Accéder au mariage a été pour Victorine l’occasion de créer son propre foyer. Avoir pu venir en soutien à sa soeur aînée en accueillant un de ses enfants et un de ses petits-enfants chez elle participe à ses yeux au fait qu’elle ait pu véritablement construire un foyer qui soit le sien, et ce, avec l’aval et le soutien de son mari. Les femmes — et plus particulièrement celles issues de grandes familles polygames — qui ont eu l’occasion de pouvoir fonder leur propre foyer et de rester la seule épouse de leur mari dans un contexte où la polygamie reste prégnante considèrent leur situation comme une forme de réussite d’un point de vue conjugal et personnel.

L’exemple de Rosine témoigne à ce titre d’une capacité à s’éloigner économiquement de la grande famille et de moins dépendre d’elle d’un point de vue matériel, ce qui est perçu comme un fort marqueur d’autonomisation. Ainsi, aux yeux de la plupart des femmes, continuer à dépendre de la grande famille une fois devenue adulte est perçue négativement, mais dépendre économiquement d’un mari ne l’est pas nécessairement. Rosine considère par exemple qu’elle vit une ascension sociale.
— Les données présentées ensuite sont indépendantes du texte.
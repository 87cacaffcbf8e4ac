use crate::derive::{DEFAULT_FDR, fdr_label, position_label, round1, tenths};
use crate::index::{MISSING, ReferenceIndex};
use crate::raw::{RawFixture, RawPlayer};
use crate::snapshot::TopPlayerRecord;

pub const TOP_PLAYER_LIMIT: usize = 20;
const MIN_MINUTES: i64 = 90;

/// Next-round fixture from one team's point of view.
#[derive(Debug, Clone, PartialEq, Eq)]
pub struct NextFixture {
    pub difficulty: Option<i64>,
    /// Opponent short name, prefixed with `@` for away games.
    pub opponent: String,
}

/// Form leaders with real minutes, best first. Equal form keeps list order.
pub fn select_top_players(players: &[RawPlayer]) -> Vec<&RawPlayer> {
    let mut picked: Vec<&RawPlayer> = players
        .iter()
        .filter(|p| p.minutes > MIN_MINUTES && p.form > 0.0)
        .collect();
    // sort_by is stable
    picked.sort_by(|a, b| b.form.total_cmp(&a.form));
    picked.truncate(TOP_PLAYER_LIMIT);
    picked
}

pub fn build_top_player(player: &RawPlayer, index: &ReferenceIndex) -> TopPlayerRecord {
    TopPlayerRecord {
        id: player.id,
        name: player.web_name.clone(),
        full_name: player.full_name(),
        pos: position_label(player.element_type),
        team: index.team_short(player.team),
        team_full: index.team_name(player.team),
        team_id: player.team,
        form: round1(player.form),
        price: tenths(player.now_cost),
        price_change: tenths(player.cost_change_event),
        own: round1(player.selected_by_percent),
        gw_pts: player.event_points,
        total_pts: player.total_points,
        bonus: player.bonus,
        goals: player.goals_scored,
        assists: player.assists,
        clean_sheets: player.clean_sheets,
        minutes: player.minutes,
        next_fdr: Some(DEFAULT_FDR),
        next_fdr_label: fdr_label(Some(DEFAULT_FDR)),
        next_opp: MISSING.to_string(),
    }
}

/// First unfinished fixture in `next_gw` involving `team_id`, in list order.
pub fn find_next_fixture(
    fixtures: &[RawFixture],
    team_id: u32,
    next_gw: u32,
    index: &ReferenceIndex,
) -> Option<NextFixture> {
    let fixture = fixtures.iter().find(|f| {
        f.event == Some(next_gw) && (f.team_h == team_id || f.team_a == team_id) && !f.finished
    })?;

    let is_home = fixture.team_h == team_id;
    let (difficulty, opponent_id, prefix) = if is_home {
        (fixture.team_h_difficulty, fixture.team_a, "")
    } else {
        (fixture.team_a_difficulty, fixture.team_h, "@")
    };

    Some(NextFixture {
        difficulty,
        opponent: format!("{prefix}{}", index.team_short(opponent_id)),
    })
}

pub fn annotate_next_fixtures(
    records: &mut [TopPlayerRecord],
    fixtures: &[RawFixture],
    next_gw: u32,
    index: &ReferenceIndex,
) {
    for record in records.iter_mut() {
        let Some(next) = find_next_fixture(fixtures, record.team_id, next_gw, index) else {
            continue;
        };
        record.next_fdr = next.difficulty;
        record.next_fdr_label = fdr_label(next.difficulty);
        record.next_opp = next.opponent;
    }
}

pub fn project_top_players(
    players: &[RawPlayer],
    fixtures: &[RawFixture],
    next_gw: u32,
    index: &ReferenceIndex,
) -> Vec<TopPlayerRecord> {
    let mut records = select_top_players(players)
        .into_iter()
        .map(|p| build_top_player(p, index))
        .collect::<Vec<_>>();
    annotate_next_fixtures(&mut records, fixtures, next_gw, index);
    records
}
Rosine est née en 1985, elle est originaire d’une ville du centre du Burkina Faso située à 80 km au nord de la capitale. Elle vient à Ouagadougou en 2000 pour des congés, puis s’installe chez son frère aîné qui y réside entre 2002 et 2004. Là, en même temps qu’elle gère un « télécentre »[9], elle poursuit des cours du soir, où elle fait la connaissance de son futur conjoint et, face aux difficultés financières qu’elle rencontre, elle décide d’aller vivre avec lui. Ils célèbrent en 2004 la cérémonie de « fiançailles » (couramment dénommée PPS, abréviation du mot moore de pug pusum qui désigne la cérémonie de salutations à la famille de la future épouse). Ils sont installés jusqu’en 2014 dans une cour collective comptant 8 ménages. Elle donne naissance à son premier enfant en 2005 — à l’âge de 20 ans — puis à son deuxième en 2007 et à son troisième enfant en 2010. Depuis la naissance de leur troisième enfant, elle presse son conjoint de louer un logement de deux chambres et salon, le leur ne comptant qu’une chambre. Elle insiste également pour que son conjoint fasse un « prêt scolaire » afin de pouvoir acquérir en mai 2014 une « parcelle non lotie » par l’intermédiaire des relations qu’elle possède. Son conjoint accède au prêt scolaire[10], et elle lui demande alors de conserver elle-même l’argent jusqu’à l’achat de la parcelle car elle n’a pas « confiance » dit-elle, dans les capacités de gestion de son conjoint. Ce dernier accepte et ils logent dans leur maison, construite à leurs frais sur la parcelle acquise en mai 2014. Depuis la naissance de leur premier enfant, Rosine demande à son conjoint d’organiser leur mariage religieux puis civil, mais ce dernier n’accède toujours pas à sa demande.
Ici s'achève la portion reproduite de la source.